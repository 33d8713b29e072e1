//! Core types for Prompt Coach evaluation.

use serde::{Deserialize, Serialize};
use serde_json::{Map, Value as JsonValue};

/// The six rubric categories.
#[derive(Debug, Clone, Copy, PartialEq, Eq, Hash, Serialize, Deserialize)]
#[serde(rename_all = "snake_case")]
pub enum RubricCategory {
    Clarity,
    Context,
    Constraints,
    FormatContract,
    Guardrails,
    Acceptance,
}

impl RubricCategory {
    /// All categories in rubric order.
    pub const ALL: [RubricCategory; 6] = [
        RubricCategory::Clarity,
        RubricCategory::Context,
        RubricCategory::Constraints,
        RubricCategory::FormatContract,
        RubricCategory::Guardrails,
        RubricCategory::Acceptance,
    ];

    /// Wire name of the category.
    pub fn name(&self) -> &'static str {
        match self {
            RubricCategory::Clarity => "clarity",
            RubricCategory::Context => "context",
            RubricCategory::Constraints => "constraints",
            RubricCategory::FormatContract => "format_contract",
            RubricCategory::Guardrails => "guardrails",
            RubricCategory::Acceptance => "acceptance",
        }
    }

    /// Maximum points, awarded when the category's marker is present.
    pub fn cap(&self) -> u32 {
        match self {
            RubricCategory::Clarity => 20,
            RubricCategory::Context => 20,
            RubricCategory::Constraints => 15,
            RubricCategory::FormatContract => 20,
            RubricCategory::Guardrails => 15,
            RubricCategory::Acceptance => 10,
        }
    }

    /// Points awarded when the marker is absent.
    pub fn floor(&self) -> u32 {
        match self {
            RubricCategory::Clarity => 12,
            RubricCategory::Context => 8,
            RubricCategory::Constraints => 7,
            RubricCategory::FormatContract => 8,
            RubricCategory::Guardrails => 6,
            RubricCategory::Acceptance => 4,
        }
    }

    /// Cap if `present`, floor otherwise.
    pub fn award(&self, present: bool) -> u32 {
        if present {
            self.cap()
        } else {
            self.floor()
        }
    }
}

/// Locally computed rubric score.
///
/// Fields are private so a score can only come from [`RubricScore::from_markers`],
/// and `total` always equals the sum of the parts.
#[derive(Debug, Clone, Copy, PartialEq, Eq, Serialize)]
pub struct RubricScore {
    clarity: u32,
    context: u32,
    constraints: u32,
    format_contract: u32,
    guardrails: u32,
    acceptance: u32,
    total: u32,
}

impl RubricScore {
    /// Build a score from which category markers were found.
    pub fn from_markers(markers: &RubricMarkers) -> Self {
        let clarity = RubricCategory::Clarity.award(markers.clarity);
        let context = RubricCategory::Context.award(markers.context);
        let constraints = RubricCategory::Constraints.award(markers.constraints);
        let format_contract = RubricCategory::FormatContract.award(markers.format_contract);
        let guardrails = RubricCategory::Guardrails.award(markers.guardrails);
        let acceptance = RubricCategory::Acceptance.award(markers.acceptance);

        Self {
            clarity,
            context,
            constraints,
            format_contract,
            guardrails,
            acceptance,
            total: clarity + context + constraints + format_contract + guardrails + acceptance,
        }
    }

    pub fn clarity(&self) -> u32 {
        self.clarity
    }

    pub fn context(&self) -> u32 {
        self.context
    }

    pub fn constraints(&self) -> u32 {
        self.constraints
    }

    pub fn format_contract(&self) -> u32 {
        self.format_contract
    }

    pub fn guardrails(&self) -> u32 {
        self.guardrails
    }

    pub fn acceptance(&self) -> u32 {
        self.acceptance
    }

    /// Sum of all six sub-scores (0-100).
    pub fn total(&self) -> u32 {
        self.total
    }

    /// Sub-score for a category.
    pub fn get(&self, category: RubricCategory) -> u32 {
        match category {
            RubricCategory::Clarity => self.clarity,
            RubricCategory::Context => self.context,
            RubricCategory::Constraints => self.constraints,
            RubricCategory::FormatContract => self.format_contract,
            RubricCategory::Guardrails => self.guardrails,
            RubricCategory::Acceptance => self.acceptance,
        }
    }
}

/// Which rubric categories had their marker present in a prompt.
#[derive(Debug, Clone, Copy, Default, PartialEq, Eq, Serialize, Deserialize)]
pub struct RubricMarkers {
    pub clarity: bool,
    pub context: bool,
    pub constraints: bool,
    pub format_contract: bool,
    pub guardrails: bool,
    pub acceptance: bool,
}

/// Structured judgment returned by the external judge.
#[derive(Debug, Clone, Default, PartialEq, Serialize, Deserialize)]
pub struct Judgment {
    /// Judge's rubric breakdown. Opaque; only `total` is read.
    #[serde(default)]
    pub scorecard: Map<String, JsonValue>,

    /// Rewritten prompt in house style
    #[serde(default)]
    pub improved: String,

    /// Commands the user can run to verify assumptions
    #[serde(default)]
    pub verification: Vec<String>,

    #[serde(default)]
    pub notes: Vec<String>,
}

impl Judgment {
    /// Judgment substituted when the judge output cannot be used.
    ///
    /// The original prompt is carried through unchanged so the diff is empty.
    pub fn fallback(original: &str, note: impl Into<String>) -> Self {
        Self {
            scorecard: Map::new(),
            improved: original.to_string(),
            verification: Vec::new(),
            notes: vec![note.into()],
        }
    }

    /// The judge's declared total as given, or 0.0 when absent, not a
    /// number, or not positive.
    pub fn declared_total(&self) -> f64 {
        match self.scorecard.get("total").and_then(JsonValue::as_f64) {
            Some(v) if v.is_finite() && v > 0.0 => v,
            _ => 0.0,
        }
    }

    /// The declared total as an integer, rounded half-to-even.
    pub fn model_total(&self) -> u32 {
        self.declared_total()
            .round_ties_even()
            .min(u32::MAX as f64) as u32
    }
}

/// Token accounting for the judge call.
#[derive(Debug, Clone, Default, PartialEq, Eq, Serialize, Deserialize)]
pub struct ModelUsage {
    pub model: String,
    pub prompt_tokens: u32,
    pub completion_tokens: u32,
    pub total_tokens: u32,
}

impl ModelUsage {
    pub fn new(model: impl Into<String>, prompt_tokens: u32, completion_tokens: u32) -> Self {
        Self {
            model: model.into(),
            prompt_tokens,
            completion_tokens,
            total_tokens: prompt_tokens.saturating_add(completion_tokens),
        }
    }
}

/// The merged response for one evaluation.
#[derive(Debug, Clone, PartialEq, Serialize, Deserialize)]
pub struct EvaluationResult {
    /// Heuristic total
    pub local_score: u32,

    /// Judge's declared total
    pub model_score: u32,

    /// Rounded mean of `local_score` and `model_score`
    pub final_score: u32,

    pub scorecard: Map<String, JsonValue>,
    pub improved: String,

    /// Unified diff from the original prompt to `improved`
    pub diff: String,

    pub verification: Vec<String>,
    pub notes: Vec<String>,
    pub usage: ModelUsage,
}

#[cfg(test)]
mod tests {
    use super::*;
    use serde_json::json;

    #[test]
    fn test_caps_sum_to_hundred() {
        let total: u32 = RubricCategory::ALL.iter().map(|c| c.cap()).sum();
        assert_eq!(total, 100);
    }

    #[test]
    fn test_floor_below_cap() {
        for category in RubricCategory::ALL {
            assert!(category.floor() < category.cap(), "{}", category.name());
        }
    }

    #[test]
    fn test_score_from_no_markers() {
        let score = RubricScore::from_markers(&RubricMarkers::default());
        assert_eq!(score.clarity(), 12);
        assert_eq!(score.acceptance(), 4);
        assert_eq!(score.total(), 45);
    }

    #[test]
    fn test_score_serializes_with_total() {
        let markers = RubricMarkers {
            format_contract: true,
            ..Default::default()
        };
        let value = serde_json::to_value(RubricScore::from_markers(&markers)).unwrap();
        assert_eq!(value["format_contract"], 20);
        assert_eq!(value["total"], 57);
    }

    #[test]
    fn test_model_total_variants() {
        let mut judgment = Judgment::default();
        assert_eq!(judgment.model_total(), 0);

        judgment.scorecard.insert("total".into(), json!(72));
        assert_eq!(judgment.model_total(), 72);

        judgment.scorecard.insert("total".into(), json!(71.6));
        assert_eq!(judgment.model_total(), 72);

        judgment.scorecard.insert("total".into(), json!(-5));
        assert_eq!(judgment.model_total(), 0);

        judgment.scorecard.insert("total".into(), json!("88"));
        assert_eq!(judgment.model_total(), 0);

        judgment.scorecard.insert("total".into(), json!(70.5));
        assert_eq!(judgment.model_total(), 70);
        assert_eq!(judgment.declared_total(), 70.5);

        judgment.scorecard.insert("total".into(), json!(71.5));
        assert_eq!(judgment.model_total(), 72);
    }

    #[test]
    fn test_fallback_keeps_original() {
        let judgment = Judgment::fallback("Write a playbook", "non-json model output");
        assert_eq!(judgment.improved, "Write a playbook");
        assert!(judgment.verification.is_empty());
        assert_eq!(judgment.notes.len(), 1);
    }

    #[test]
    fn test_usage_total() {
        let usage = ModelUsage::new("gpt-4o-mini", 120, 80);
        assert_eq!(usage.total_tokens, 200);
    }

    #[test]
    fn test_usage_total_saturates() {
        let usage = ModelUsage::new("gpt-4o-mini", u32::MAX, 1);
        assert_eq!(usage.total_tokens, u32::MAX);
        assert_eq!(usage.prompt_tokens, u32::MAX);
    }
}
--
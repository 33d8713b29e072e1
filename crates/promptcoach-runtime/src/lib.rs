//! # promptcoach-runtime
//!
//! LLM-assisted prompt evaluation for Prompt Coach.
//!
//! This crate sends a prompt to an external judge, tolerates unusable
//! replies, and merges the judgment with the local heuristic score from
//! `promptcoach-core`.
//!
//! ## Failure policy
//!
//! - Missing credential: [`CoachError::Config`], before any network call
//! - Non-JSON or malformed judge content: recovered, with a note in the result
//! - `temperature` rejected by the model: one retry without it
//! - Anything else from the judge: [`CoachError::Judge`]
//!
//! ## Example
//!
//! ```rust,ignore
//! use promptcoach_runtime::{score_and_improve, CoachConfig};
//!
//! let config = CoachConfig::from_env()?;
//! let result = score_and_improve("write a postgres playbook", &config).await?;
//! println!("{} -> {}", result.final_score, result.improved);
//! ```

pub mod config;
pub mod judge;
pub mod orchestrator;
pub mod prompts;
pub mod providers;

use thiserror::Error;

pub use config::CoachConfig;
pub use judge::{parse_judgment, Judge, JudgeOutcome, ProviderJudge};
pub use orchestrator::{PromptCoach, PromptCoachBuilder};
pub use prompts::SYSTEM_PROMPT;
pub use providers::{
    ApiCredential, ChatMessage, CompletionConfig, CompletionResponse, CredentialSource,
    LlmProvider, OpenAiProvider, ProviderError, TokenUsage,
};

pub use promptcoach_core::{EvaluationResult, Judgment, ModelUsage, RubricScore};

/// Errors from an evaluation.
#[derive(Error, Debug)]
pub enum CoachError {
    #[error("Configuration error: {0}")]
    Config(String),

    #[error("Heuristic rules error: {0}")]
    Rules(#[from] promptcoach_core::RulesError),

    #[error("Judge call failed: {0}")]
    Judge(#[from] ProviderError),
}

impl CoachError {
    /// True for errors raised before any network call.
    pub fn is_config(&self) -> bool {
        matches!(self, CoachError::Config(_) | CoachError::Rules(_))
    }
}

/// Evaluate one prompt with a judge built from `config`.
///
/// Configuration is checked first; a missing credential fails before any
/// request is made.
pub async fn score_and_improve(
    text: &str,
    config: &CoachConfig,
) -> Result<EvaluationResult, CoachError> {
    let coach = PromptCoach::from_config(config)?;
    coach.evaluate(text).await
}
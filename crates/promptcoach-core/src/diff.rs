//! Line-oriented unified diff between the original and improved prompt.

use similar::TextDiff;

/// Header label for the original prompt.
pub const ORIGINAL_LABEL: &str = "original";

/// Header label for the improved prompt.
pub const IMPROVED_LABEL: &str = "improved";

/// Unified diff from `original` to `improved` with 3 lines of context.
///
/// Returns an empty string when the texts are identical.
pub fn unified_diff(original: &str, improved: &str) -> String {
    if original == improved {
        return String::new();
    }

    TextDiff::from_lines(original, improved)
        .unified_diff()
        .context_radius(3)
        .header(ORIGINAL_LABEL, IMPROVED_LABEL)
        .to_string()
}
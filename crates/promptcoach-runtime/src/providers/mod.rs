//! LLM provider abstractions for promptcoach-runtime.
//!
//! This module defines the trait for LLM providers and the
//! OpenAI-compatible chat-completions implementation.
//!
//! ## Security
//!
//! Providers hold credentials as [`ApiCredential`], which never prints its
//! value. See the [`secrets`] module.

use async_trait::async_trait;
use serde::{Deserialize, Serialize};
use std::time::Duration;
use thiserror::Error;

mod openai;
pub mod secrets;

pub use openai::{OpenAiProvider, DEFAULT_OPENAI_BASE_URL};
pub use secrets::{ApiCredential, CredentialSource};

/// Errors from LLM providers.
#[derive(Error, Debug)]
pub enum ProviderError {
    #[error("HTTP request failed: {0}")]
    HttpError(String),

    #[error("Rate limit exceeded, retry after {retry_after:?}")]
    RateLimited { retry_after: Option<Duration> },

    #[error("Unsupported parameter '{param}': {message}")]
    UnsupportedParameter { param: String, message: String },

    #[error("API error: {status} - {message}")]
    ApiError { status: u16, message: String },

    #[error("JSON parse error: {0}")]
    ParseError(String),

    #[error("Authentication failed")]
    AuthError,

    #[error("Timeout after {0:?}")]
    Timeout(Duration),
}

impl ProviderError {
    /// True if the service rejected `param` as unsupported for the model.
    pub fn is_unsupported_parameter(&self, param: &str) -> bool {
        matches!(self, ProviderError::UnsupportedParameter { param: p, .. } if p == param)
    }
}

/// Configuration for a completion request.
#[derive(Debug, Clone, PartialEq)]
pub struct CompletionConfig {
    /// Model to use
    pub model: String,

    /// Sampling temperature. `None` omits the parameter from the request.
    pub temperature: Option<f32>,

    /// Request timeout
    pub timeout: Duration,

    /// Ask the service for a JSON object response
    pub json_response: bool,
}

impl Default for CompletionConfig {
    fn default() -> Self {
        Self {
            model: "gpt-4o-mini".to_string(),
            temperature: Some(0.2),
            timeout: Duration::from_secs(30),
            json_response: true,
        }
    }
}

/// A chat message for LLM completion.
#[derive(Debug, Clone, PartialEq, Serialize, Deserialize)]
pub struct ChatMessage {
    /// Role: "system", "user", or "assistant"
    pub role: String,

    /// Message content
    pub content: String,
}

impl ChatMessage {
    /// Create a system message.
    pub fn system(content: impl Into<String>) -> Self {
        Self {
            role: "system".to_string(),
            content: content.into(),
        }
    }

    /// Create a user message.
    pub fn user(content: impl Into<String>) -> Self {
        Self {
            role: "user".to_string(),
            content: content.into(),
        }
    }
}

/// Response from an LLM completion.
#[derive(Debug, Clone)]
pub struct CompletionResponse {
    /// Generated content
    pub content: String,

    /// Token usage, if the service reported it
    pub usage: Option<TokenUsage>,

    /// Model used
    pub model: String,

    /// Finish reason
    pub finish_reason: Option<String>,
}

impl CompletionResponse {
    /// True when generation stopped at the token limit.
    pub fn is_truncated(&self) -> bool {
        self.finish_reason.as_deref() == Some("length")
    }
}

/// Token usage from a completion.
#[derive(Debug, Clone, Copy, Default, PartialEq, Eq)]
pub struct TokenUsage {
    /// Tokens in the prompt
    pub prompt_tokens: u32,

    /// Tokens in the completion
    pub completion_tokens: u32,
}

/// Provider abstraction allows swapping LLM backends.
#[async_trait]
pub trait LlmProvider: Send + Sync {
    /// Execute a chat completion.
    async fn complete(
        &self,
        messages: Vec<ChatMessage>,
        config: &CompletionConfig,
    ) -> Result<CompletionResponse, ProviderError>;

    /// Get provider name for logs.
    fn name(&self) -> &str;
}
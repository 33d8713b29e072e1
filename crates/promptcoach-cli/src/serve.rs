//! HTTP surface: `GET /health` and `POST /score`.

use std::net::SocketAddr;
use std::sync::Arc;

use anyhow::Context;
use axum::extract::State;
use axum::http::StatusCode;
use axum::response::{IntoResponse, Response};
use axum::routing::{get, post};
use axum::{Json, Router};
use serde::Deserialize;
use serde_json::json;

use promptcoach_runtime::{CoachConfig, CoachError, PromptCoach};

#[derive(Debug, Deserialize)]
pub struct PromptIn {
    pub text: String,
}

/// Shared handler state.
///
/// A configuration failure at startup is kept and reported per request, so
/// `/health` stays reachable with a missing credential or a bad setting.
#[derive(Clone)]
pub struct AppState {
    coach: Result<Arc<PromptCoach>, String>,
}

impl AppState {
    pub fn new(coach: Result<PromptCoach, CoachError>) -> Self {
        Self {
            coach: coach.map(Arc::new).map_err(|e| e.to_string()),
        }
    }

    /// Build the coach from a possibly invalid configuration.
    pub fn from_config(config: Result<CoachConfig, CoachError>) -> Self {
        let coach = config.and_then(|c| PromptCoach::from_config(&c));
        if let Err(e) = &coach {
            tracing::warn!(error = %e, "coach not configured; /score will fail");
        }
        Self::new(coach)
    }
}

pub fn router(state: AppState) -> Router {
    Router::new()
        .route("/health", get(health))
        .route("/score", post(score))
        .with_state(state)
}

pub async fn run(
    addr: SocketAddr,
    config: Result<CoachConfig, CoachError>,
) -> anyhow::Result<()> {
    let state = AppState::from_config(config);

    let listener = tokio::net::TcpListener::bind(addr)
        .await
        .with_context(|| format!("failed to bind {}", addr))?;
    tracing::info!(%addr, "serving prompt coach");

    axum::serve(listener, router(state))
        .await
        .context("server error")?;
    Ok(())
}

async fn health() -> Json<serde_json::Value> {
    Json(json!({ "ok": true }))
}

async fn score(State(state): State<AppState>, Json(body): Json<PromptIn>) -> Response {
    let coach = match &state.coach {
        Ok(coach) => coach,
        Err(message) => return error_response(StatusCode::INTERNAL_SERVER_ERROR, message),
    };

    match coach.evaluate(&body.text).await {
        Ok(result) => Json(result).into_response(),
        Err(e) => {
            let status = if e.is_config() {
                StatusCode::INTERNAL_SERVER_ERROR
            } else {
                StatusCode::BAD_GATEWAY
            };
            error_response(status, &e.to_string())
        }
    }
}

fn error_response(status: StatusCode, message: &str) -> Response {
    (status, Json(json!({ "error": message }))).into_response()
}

**Problem description**
Your answer should be the lines of the records that hold the string "LlmProvider".

**Your response**
    LlmProvider, OpenAiProvider, ProviderError, TokenUsage,
pub trait LlmProvider: Send + Sync {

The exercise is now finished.